- **Your goal**: Gather every line in the records below that contains the word "OutputStream".

#####

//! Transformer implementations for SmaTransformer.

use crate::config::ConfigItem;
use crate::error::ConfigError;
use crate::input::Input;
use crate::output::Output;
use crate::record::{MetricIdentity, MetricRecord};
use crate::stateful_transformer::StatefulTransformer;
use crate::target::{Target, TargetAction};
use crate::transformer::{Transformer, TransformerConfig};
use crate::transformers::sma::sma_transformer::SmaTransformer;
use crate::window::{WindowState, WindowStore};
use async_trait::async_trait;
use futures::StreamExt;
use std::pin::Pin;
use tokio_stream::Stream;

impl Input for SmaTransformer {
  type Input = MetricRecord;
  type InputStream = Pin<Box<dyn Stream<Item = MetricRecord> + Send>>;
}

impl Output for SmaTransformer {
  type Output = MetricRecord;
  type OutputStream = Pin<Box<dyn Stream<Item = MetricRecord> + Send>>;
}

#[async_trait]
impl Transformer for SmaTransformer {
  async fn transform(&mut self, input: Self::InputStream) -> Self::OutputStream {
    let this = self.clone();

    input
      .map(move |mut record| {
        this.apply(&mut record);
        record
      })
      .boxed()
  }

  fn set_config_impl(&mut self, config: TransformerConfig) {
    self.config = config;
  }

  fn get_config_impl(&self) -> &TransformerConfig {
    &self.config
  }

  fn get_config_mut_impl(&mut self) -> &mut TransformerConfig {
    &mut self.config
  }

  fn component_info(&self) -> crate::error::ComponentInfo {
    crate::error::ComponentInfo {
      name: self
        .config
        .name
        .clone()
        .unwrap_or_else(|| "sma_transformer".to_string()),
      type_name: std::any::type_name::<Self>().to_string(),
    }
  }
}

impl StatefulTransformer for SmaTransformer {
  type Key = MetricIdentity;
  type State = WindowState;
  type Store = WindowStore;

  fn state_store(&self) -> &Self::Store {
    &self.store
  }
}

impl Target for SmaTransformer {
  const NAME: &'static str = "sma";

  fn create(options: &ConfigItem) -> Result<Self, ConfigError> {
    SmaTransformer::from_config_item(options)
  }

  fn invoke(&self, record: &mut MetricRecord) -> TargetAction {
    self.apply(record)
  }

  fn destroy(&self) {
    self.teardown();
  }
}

#####

- **Exercise answer**:
  type OutputStream = Pin<Box<dyn Stream<Item = MetricRecord> + Send>>;
  async fn transform(&mut self, input: Self::InputStream) -> Self::OutputStream {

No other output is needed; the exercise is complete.